What needs to be done ->
Lines with the word "DomainResult" are the ones wanted. Copy each of them from the entries below.

Information shown ->
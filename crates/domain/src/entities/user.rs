//! 用户实体定义

use serde::{Deserialize, Serialize};

use crate::errors::{DomainError, DomainResult};
use crate::value_objects::{PasswordHash, Timestamp, UserId};

/// 用户实体
#[derive(Debug, Clone, PartialEq, Serialize, Deserialize)]
pub struct User {
    /// 用户唯一ID
    pub id: UserId,
    /// 显示名称
    pub name: String,
    /// 登录邮箱，全局唯一
    pub email: String,
    /// 密码哈希，永不对外序列化
    #[serde(skip_serializing)]
    pub password_hash: PasswordHash,
    /// 最后一次完全离线的时间
    pub last_seen: Option<Timestamp>,
    /// 注册时间
    pub created_at: Timestamp,
}

impl User {
    /// 校验注册字段
    pub fn validate_registration(name: &str, email: &str, password: &str) -> DomainResult<()> {
        if name.trim().is_empty() {
            return Err(DomainError::validation_error("name", "name is required"));
        }
        if email.trim().is_empty() || !email.contains('@') {
            return Err(DomainError::validation_error(
                "email",
                "a valid email is required",
            ));
        }
        if password.is_empty() {
            return Err(DomainError::validation_error(
                "password",
                "password is required",
            ));
        }
        Ok(())
    }
}
//! 房间仓储接口

use async_trait::async_trait;

use crate::entities::room::Room;
use crate::repositories::RepositoryResult;
use crate::value_objects::{RoomId, UserId};

/// 待创建的房间记录
#[derive(Debug, Clone)]
pub struct NewRoom {
    pub name: String,
    pub is_private: bool,
    pub invite_code: Option<String>,
    pub created_by: UserId,
}

#[async_trait]
pub trait RoomRepository: Send + Sync {
    /// 创建房间
    async fn create(&self, room: NewRoom) -> RepositoryResult<Room>;

    /// 根据ID查找房间
    async fn find_by_id(&self, id: RoomId) -> RepositoryResult<Option<Room>>;

    /// 列出用户加入的所有房间
    async fn list_for_user(&self, user_id: UserId) -> RepositoryResult<Vec<Room>>;
}
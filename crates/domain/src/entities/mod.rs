pub mod message;
pub mod room;
pub mod user;

pub use message::{Message, MessageReceipt, ReceiptUpdate};
pub use room::{Room, RoomMember, RoomMemberProfile};
pub use user::User;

Response ->
use crate::errors::{DomainError, DomainResult};
    pub fn validate_registration(name: &str, email: &str, password: &str) -> DomainResult<()> {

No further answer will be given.